Stored items:
+===+

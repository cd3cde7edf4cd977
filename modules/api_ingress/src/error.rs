use std::any::Any;

use axum::{
    http::{Method, StatusCode, Uri},
    response::{IntoResponse, Response},
    Json,
};
use serde::{Deserialize, Serialize};
use utoipa::ToSchema;

/// Error payload produced by the host itself (unknown routes, panics).
#[derive(Debug, Clone, PartialEq, Eq, Serialize, Deserialize, ToSchema)]
pub struct ErrorResponse {
    pub error: String,
    #[serde(skip_serializing_if = "Option::is_none")]
    pub message: Option<String>,
}

impl ErrorResponse {
    pub fn new(error: impl Into<String>) -> Self {
        Self {
            error: error.into(),
            message: None,
        }
    }

    pub fn with_message(mut self, message: impl Into<String>) -> Self {
        self.message = Some(message.into());
        self
    }
}

/// Answers every unmatched path, and known paths hit with an unsupported method.
pub async fn route_not_found(method: Method, uri: Uri) -> (StatusCode, Json<ErrorResponse>) {
    tracing::debug!(%method, path = %uri.path(), "No route matched");
    (
        StatusCode::NOT_FOUND,
        Json(ErrorResponse::new("Route not found").with_message(format!(
            "Cannot {} {}",
            method,
            uri.path()
        ))),
    )
}

fn panic_message(payload: &(dyn Any + Send)) -> String {
    if let Some(s) = payload.downcast_ref::<&str>() {
        (*s).to_string()
    } else if let Some(s) = payload.downcast_ref::<String>() {
        s.clone()
    } else {
        "unknown panic payload".to_string()
    }
}

/// Turn a handler panic into the generic 500 body. The panic text is only
/// echoed when `include_details` is set.
pub fn panic_response(payload: Box<dyn Any + Send + 'static>, include_details: bool) -> Response {
    let cause = panic_message(payload.as_ref());
    tracing::error!(cause = %cause, "Handler panicked");

    let mut body = ErrorResponse::new("Internal server error");
    if include_details {
        body = body.with_message(cause);
    }
    (StatusCode::INTERNAL_SERVER_ERROR, Json(body)).into_response()
}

+===+

*Goal of the exercise*: Counting only those lines of the data above where the word "payload" appears, give the number and nothing more.

*Finished task*: 7